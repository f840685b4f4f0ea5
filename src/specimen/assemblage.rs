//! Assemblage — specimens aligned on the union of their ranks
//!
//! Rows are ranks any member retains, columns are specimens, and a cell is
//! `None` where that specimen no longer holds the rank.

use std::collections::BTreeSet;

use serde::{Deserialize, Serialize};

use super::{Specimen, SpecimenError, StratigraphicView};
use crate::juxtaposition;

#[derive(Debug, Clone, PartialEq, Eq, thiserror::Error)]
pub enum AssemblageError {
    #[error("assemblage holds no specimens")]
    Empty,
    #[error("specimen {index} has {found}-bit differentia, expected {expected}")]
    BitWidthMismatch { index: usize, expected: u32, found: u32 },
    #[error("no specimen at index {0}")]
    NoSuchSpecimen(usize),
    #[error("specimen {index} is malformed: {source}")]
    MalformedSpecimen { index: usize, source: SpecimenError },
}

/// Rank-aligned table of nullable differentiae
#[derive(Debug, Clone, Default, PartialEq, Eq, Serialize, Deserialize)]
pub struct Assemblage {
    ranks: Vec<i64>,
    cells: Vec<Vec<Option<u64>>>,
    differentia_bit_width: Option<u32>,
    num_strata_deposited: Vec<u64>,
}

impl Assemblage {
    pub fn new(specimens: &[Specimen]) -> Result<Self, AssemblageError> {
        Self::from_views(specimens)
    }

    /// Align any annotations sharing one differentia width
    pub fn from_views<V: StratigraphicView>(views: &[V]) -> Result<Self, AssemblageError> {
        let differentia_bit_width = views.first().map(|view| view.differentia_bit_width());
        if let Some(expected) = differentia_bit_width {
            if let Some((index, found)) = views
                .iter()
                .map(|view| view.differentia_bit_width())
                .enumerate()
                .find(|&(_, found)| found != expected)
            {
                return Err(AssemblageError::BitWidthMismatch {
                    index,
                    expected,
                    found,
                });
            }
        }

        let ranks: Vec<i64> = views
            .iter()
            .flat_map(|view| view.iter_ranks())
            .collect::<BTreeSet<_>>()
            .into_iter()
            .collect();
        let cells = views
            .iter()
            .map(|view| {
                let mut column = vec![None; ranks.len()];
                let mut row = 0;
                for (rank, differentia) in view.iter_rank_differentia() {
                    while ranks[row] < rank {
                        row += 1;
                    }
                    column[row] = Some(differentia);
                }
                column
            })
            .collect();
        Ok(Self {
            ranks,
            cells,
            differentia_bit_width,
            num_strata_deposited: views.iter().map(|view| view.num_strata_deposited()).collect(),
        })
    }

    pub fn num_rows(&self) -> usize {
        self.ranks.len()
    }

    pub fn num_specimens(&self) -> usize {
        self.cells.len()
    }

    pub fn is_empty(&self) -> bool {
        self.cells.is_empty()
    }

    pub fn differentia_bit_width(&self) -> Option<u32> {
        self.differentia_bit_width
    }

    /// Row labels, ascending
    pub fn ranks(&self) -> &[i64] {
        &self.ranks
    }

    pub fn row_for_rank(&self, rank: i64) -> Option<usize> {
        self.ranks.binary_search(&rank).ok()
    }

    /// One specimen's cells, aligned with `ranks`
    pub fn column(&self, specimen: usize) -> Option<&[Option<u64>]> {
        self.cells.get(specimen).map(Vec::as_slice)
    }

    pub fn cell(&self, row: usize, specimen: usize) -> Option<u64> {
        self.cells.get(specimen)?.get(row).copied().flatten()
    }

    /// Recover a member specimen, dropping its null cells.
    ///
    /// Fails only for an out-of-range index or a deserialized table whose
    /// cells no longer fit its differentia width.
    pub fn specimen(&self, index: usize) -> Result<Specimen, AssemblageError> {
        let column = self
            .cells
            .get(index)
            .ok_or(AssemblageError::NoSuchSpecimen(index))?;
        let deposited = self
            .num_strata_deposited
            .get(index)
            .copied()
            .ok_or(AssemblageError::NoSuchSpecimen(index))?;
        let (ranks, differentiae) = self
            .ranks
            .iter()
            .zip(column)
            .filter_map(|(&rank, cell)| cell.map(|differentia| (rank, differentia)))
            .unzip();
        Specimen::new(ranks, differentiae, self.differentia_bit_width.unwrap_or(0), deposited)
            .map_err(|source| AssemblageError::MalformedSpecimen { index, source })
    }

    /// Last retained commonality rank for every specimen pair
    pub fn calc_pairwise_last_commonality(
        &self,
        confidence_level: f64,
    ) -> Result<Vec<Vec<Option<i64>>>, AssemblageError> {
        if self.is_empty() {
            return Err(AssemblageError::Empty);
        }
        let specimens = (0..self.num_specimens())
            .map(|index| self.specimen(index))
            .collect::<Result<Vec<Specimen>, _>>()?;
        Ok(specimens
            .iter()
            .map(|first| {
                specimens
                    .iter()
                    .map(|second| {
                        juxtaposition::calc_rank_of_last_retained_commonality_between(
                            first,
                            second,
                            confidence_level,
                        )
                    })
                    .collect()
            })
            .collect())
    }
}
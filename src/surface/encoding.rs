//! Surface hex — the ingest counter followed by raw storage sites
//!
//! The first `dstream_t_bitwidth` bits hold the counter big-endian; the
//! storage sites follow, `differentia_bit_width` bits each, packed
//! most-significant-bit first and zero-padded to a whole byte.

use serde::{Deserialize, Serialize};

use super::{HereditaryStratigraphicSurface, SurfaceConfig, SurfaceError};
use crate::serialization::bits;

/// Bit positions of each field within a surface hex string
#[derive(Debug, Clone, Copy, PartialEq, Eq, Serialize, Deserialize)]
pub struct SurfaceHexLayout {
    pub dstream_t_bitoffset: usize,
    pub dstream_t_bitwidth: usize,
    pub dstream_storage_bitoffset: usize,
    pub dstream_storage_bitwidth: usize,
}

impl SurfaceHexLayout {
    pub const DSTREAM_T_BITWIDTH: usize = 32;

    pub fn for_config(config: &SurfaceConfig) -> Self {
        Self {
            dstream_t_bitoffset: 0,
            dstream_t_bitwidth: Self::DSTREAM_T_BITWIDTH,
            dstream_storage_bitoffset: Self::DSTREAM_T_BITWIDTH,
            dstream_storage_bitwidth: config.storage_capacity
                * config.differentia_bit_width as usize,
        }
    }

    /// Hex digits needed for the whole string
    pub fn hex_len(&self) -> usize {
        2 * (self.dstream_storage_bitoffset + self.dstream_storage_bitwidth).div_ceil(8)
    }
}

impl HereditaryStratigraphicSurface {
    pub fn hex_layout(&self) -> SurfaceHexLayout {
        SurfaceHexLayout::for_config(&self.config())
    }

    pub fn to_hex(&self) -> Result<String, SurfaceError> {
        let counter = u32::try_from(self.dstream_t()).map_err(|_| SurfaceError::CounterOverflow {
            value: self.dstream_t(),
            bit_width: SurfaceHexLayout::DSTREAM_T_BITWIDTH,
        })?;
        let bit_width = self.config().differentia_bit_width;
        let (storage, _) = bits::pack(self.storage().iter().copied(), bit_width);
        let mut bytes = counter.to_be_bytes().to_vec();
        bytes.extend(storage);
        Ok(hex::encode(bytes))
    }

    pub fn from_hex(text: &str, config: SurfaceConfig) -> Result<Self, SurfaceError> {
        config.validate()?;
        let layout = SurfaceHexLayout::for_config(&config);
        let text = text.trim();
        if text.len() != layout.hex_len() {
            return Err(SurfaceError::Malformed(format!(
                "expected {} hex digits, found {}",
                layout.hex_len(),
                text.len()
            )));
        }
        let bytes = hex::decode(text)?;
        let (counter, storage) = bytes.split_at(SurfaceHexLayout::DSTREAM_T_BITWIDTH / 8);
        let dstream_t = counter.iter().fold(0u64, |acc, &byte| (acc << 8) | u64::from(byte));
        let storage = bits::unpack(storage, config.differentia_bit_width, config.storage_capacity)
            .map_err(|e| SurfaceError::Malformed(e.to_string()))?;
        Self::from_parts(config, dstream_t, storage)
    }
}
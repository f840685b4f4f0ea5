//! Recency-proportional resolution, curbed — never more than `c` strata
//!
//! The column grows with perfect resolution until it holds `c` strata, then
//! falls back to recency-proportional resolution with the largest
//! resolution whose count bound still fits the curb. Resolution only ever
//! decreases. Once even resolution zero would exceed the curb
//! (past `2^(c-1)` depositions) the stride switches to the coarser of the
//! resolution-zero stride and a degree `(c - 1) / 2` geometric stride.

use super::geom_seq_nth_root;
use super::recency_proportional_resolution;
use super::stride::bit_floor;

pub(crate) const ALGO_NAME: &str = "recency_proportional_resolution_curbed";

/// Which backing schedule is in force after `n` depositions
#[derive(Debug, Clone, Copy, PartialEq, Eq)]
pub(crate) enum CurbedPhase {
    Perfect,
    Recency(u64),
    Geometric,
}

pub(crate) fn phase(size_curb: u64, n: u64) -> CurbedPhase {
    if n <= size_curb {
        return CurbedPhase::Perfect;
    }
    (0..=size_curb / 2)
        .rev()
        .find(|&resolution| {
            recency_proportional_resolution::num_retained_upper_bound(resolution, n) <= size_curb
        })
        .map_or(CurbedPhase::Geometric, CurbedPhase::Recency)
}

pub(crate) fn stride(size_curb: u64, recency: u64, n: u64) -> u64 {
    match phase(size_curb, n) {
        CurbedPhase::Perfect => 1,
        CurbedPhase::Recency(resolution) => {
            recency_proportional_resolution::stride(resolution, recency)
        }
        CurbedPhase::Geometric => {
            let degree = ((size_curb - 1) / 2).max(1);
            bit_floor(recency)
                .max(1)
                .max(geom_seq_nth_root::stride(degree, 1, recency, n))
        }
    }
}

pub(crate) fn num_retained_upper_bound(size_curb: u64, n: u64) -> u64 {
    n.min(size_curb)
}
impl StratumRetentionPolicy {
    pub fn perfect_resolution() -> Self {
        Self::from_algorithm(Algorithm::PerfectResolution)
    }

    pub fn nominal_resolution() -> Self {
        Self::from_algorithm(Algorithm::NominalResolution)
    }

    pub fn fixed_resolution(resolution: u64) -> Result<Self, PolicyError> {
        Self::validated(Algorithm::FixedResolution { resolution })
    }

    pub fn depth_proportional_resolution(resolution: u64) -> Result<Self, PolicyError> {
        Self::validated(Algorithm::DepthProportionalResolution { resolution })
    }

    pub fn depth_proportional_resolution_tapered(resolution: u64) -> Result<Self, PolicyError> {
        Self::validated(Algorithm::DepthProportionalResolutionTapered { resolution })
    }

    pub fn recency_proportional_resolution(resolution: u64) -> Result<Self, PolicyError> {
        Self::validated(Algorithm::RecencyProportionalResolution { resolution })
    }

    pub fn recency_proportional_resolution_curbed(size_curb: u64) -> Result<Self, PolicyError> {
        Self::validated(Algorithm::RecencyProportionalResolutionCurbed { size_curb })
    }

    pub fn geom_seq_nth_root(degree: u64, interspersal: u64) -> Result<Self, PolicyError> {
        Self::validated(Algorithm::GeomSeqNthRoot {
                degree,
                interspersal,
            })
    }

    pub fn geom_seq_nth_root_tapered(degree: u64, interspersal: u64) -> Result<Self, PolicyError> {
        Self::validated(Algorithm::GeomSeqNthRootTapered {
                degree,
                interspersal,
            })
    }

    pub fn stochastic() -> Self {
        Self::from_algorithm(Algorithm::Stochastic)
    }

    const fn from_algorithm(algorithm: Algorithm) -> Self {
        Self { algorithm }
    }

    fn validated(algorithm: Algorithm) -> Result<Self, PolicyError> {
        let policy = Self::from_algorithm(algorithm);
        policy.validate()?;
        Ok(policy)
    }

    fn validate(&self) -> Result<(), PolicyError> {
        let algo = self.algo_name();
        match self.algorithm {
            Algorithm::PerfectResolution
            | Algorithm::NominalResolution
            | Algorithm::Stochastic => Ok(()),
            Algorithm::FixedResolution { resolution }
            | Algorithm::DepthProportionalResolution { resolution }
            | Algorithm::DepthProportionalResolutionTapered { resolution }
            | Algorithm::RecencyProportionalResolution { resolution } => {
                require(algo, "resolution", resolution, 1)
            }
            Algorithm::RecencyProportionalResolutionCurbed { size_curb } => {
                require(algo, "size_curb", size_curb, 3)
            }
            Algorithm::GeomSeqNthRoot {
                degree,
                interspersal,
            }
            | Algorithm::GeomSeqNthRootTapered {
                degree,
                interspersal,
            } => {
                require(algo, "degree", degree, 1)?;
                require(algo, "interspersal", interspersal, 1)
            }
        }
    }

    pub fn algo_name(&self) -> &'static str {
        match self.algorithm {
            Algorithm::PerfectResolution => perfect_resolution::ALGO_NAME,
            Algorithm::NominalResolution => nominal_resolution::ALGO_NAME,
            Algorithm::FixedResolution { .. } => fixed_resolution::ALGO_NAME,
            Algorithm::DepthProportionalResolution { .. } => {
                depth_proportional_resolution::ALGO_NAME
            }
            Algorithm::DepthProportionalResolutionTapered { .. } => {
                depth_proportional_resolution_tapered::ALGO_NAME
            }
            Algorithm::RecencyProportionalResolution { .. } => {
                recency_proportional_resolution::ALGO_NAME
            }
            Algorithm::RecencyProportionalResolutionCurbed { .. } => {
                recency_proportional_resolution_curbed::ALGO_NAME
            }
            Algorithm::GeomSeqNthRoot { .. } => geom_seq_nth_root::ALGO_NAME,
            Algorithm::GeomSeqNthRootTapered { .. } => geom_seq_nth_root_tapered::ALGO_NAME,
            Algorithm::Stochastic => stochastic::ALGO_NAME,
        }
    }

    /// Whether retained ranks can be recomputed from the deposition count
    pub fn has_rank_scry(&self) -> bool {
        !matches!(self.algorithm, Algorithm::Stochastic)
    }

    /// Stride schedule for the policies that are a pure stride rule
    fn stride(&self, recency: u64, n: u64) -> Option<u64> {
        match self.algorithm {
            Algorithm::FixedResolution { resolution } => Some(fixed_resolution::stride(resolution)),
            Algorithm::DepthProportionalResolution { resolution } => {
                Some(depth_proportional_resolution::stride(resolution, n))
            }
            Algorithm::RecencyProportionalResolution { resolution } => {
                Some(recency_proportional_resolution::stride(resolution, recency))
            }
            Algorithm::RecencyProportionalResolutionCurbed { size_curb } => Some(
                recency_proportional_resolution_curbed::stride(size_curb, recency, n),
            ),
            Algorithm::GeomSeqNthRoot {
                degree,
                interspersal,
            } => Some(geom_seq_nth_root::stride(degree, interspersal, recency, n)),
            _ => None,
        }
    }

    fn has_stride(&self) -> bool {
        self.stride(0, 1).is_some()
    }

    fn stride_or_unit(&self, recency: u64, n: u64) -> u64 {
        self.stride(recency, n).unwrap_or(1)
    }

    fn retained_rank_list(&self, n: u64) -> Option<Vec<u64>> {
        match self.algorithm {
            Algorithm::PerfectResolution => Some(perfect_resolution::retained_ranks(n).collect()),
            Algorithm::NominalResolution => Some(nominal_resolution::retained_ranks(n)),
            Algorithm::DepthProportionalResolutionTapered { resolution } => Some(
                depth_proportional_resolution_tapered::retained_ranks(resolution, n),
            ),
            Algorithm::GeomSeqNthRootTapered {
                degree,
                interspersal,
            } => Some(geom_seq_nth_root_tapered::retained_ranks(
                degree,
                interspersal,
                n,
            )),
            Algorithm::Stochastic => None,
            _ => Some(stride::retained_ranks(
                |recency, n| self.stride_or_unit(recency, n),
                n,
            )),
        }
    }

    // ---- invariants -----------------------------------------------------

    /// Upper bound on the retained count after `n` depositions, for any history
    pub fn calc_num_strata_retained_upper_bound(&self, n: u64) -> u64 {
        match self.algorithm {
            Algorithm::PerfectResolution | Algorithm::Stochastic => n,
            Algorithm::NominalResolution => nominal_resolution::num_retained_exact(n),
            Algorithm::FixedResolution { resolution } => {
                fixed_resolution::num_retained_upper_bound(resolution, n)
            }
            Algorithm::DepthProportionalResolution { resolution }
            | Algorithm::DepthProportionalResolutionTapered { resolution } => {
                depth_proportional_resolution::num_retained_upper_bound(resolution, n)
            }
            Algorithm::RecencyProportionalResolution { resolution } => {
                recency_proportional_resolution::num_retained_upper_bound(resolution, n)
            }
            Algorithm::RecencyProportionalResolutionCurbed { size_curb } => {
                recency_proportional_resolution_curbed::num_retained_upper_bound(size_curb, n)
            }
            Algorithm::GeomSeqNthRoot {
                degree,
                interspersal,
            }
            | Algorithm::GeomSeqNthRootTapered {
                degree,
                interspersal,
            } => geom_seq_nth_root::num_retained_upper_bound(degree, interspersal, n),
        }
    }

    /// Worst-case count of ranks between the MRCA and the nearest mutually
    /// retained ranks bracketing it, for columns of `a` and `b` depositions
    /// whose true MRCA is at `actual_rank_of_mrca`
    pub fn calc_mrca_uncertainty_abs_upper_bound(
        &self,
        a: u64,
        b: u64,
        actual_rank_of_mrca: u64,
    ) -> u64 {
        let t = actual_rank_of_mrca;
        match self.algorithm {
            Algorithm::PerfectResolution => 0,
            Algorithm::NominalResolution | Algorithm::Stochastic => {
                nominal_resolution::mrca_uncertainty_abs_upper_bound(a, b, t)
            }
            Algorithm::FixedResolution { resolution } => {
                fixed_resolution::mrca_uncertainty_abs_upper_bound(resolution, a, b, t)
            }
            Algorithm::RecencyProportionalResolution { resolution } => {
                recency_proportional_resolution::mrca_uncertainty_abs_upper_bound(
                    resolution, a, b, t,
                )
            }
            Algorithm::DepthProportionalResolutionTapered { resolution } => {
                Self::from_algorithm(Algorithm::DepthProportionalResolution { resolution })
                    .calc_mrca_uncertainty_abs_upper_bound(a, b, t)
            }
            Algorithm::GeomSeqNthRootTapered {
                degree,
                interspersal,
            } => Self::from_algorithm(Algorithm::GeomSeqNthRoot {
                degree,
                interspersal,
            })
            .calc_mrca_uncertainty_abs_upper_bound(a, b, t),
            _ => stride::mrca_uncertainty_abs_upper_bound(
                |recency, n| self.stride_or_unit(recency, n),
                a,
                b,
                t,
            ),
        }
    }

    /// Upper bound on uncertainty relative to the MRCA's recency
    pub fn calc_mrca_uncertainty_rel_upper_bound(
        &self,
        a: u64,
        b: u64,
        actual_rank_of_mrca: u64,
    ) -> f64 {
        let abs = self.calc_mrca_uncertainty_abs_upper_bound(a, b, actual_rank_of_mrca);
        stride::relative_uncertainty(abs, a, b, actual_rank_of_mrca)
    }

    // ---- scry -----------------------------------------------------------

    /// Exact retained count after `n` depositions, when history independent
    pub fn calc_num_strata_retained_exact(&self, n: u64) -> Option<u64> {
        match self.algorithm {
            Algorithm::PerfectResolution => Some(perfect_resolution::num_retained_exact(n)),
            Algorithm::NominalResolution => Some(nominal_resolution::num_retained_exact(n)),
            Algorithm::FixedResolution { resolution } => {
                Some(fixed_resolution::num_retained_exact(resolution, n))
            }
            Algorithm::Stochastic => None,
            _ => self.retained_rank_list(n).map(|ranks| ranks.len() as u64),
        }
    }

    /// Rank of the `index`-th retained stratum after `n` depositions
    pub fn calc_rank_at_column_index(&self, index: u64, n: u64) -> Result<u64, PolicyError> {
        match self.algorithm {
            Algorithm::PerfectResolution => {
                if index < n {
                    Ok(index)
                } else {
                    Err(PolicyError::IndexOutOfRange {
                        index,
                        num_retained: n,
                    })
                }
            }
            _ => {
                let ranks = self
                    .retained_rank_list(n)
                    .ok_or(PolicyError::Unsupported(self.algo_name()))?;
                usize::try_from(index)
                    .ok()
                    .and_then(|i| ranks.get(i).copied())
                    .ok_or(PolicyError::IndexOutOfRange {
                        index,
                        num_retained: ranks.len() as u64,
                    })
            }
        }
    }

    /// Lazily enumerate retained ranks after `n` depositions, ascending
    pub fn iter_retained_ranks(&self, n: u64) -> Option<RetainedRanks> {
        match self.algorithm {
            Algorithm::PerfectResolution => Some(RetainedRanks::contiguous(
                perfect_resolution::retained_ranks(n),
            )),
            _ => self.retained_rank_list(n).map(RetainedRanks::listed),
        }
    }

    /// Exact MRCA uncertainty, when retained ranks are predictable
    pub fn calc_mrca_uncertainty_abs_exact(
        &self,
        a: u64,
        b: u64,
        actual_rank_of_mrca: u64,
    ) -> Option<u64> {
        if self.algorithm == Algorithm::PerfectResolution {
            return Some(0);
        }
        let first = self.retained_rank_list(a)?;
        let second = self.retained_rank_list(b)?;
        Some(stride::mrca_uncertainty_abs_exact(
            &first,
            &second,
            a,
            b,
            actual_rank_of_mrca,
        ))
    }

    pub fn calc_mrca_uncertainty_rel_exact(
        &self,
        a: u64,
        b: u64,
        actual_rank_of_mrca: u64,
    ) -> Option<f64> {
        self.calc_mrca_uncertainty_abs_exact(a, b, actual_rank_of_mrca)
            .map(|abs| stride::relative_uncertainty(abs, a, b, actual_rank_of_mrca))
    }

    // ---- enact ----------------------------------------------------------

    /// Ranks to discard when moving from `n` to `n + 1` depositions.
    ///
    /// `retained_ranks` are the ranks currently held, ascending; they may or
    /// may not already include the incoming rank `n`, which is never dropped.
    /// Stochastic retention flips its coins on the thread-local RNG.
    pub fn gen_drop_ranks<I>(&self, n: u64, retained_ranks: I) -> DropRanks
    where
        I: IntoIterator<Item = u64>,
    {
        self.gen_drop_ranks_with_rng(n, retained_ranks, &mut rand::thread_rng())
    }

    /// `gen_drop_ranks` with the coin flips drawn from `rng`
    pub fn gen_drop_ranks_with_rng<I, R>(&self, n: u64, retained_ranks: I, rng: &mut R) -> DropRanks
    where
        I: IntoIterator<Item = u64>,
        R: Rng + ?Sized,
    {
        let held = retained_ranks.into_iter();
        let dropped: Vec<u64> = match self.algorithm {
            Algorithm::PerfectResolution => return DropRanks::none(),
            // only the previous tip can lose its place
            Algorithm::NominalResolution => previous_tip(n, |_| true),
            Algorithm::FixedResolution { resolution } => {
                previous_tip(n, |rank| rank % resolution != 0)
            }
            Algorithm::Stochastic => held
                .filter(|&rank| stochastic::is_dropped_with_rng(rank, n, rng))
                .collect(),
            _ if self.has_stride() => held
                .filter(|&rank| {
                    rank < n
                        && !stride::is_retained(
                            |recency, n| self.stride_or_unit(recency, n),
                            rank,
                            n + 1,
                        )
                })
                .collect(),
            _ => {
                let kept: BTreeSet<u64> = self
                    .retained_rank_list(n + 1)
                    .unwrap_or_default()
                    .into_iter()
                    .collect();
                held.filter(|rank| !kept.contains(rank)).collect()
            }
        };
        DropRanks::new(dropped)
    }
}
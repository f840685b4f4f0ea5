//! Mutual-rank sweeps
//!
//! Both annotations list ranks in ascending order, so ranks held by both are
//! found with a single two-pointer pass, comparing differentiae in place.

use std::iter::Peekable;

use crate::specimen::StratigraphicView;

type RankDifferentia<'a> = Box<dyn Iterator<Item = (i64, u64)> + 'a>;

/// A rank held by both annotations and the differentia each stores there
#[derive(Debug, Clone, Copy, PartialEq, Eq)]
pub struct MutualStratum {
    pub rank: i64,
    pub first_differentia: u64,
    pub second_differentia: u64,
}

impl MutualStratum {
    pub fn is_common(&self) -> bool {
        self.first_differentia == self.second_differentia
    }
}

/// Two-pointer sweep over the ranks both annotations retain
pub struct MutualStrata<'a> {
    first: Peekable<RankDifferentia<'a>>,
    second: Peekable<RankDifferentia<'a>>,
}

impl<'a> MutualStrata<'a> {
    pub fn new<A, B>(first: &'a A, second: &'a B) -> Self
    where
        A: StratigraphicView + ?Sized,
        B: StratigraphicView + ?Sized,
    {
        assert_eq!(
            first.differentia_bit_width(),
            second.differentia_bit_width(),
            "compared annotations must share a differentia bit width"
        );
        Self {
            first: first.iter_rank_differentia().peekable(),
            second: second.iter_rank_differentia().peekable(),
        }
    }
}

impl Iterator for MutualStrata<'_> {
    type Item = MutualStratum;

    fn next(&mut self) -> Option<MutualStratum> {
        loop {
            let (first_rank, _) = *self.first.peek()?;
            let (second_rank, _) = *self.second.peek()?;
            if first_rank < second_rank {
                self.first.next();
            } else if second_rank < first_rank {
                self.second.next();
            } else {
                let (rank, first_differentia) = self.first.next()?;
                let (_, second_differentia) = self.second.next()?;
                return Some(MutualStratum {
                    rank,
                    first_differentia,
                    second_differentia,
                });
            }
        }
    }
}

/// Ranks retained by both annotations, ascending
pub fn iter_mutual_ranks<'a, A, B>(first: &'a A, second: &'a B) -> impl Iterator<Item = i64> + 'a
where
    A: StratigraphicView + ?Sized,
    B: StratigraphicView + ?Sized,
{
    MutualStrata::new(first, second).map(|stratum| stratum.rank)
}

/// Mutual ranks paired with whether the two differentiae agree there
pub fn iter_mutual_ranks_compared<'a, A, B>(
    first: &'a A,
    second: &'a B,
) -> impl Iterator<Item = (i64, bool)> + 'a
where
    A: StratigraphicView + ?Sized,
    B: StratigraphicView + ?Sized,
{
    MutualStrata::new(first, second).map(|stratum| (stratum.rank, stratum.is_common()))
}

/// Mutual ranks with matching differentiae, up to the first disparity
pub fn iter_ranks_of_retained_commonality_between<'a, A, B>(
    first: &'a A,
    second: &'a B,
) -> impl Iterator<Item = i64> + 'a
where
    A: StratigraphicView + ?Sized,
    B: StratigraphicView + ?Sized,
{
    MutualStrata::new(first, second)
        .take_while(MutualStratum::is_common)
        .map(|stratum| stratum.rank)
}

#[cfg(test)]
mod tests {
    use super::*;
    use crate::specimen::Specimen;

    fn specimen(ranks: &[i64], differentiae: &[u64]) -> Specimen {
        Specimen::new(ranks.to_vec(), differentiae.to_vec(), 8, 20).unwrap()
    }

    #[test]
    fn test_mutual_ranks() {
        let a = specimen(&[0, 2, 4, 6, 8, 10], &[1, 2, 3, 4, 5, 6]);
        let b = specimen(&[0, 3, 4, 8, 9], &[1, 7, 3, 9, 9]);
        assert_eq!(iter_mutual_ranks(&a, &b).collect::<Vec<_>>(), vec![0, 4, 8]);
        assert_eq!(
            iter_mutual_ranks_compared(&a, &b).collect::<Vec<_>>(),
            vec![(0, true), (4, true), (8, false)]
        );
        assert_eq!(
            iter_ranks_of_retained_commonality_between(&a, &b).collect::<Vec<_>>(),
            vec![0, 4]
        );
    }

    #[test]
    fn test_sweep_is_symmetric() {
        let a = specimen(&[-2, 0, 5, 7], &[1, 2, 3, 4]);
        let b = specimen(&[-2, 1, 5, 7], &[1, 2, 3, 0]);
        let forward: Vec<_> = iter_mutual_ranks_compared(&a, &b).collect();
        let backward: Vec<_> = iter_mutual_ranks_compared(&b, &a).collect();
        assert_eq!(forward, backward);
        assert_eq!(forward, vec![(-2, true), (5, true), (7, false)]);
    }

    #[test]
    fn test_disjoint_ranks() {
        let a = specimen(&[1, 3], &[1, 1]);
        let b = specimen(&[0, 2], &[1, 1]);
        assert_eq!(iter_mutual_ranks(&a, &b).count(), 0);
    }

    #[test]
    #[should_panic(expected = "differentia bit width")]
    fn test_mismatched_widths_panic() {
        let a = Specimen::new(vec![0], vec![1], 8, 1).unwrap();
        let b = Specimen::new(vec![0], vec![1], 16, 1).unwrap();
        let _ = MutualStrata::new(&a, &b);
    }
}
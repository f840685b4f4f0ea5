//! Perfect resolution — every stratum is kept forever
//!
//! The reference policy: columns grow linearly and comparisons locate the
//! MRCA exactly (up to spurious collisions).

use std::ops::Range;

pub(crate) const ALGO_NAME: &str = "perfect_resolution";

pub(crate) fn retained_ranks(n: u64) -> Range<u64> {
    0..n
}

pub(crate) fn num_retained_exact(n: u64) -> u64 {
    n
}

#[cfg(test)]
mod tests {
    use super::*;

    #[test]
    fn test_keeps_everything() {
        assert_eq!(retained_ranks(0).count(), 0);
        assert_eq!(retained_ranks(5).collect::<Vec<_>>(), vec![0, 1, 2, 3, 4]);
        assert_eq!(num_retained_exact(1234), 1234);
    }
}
┄┄┄┄┄┄┄┄┄┄┄┄┄┄┄┄┄┄┄┄
Everything starting at the line containing "self.has_stride() => held" and ending at the line containing "use crate::specimen::StratigraphicView;" in the records above should be repeated exactly, and only that.

            _ if self.has_stride() => held
                .filter(|&rank| {
                    rank < n
                        && !stride::is_retained(
                            |recency, n| self.stride_or_unit(recency, n),
                            rank,
                            n + 1,
                        )
                })
                .collect(),
            _ => {
                let kept: BTreeSet<u64> = self
                    .retained_rank_list(n + 1)
                    .unwrap_or_default()
                    .into_iter()
                    .collect();
                held.filter(|rank| !kept.contains(rank)).collect()
            }
        };
        DropRanks::new(dropped)
    }
}
repository f840685b4f4f0ea5
//! Mutual-rank sweeps
//!
//! Both annotations list ranks in ascending order, so ranks held by both are
//! found with a single two-pointer pass, comparing differentiae in place.

use std::iter::Peekable;

use crate::specimen::StratigraphicView;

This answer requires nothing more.